Data shown |
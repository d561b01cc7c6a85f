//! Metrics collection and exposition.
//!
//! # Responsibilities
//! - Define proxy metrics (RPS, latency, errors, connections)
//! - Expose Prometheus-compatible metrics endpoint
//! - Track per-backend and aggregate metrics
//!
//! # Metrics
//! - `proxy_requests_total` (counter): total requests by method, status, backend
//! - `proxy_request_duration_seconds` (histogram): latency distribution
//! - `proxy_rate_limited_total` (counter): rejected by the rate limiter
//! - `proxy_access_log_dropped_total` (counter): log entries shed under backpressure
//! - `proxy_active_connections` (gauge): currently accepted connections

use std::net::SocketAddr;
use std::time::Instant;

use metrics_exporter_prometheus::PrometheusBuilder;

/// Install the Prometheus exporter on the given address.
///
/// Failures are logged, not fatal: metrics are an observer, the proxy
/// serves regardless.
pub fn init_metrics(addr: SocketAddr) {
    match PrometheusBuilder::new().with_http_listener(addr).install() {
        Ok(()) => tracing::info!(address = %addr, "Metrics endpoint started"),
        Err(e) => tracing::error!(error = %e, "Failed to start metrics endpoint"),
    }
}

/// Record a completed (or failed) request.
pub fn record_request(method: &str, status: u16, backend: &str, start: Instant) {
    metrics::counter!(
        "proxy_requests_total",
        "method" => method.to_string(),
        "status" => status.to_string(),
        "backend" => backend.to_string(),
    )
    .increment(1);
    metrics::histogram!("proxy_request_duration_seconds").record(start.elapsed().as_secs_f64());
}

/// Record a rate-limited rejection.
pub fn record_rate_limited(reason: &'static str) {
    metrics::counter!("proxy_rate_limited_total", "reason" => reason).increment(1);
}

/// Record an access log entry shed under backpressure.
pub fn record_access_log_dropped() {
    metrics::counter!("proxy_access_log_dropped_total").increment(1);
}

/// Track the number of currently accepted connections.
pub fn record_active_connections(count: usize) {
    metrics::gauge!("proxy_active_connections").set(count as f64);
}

---

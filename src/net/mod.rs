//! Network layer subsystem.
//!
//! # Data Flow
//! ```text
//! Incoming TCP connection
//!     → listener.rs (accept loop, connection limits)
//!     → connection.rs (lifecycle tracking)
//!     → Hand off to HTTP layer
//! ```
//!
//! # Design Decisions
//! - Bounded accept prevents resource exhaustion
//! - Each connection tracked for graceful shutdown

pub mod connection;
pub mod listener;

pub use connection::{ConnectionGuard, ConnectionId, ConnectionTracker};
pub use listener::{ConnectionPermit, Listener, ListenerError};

What the task asks | Work out how many lines in the records hold the word "tracing", and answer with that number alone.

Answer section | 2